### WORK ORDER
Without any change, set down every record below.

[[ RECORDS TO PROCESS, beginning ]]

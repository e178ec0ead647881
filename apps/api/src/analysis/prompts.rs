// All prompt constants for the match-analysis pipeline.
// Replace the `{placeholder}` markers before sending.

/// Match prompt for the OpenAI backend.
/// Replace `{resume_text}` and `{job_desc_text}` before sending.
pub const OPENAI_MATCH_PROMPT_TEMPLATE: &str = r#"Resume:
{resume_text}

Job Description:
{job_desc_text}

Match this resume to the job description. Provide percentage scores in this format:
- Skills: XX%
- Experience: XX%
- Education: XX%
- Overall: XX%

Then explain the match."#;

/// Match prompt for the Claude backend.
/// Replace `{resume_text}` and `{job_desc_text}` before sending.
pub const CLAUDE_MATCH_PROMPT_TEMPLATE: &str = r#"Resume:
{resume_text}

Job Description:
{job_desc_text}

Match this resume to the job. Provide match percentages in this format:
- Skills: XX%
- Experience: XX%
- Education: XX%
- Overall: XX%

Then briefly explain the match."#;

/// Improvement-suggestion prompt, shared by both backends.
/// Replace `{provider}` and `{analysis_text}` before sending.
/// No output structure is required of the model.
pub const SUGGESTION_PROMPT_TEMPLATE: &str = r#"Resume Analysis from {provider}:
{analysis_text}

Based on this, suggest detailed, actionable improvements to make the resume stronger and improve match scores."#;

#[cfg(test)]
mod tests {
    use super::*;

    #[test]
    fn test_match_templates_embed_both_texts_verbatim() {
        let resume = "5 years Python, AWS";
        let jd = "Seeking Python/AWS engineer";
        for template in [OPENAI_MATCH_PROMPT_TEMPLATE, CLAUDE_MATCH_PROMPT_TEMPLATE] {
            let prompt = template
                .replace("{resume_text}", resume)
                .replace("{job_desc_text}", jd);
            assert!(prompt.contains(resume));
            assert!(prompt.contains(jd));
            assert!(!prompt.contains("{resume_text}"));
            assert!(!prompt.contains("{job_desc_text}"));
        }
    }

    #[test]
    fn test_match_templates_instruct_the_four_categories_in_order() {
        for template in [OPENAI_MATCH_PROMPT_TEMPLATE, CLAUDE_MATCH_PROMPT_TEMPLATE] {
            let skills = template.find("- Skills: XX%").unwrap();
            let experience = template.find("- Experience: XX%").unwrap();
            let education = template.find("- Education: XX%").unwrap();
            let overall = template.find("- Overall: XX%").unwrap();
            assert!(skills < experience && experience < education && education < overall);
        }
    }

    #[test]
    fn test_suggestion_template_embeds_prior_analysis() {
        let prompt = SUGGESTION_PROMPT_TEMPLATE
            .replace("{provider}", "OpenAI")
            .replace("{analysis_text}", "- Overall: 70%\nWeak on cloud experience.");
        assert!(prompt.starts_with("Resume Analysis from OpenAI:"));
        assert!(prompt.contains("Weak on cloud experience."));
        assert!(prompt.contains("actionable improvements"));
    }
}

[[ RECORDS TO PROCESS, end ]]

### THE COMPLETED TASK
repository e178ec0ead647881
filename apps/api/src/analysis/prompts.rs
// All prompt constants for the match-analysis pipeline.
// Replace the `{placeholder}` markers before sending.

/// Match prompt for the OpenAI backend.
/// Replace `{resume_text}` and `{job_desc_text}` before sending.
pub const OPENAI_MATCH_PROMPT_TEMPLATE: &str = r#"Resume:
{resume_text}

Job Description:
{job_desc_text}

Match this resume to the job description. Provide percentage scores in this format:
- Skills: XX%
- Experience: XX%
- Education: XX%
- Overall: XX%

Then explain the match."#;

/// Match prompt for the Claude backend.
/// Replace `{resume_text}` and `{job_desc_text}` before sending.
pub const CLAUDE_MATCH_PROMPT_TEMPLATE: &str = r#"Resume:
{resume_text}

Job Description:
{job_desc_text}

Match this resume to the job. Provide match percentages in this format:
- Skills: XX%
- Experience: XX%
- Education: XX%
- Overall: XX%

Then briefly explain the match."#;

/// Improvement-suggestion prompt, shared by both backends.
/// Replace `{provider}` and `{analysis_text}` before sending.
/// No output structure is required of the model.
pub const SUGGESTION_PROMPT_TEMPLATE: &str = r#"Resume Analysis from {provider}:
{analysis_text}

Based on this, suggest detailed, actionable improvements to make the resume stronger and improve match scores."#;

#[cfg(test)]
mod tests {
    use super::*;

    #[test]
    fn test_match_templates_embed_both_texts_verbatim() {
        let resume = "5 years Python, AWS";
        let jd = "Seeking Python/AWS engineer";
        for template in [OPENAI_MATCH_PROMPT_TEMPLATE, CLAUDE_MATCH_PROMPT_TEMPLATE] {
            let prompt = template
                .replace("{resume_text}", resume)
                .replace("{job_desc_text}", jd);
            assert!(prompt.contains(resume));
            assert!(prompt.contains(jd));
            assert!(!prompt.contains("{resume_text}"));
            assert!(!prompt.contains("{job_desc_text}"));
        }
    }

    #[test]
    fn test_match_templates_instruct_the_four_categories_in_order() {
        for template in [OPENAI_MATCH_PROMPT_TEMPLATE, CLAUDE_MATCH_PROMPT_TEMPLATE] {
            let skills = template.find("- Skills: XX%").unwrap();
            let experience = template.find("- Experience: XX%").unwrap();
            let education = template.find("- Education: XX%").unwrap();
            let overall = template.find("- Overall: XX%").unwrap();
            assert!(skills < experience && experience < education && education < overall);
        }
    }

    #[test]
    fn test_suggestion_template_embeds_prior_analysis() {
        let prompt = SUGGESTION_PROMPT_TEMPLATE
            .replace("{provider}", "OpenAI")
            .replace("{analysis_text}", "- Overall: 70%\nWeak on cloud experience.");
        assert!(prompt.starts_with("Resume Analysis from OpenAI:"));
        assert!(prompt.contains("Weak on cloud experience."));
        assert!(prompt.contains("actionable improvements"));
    }
}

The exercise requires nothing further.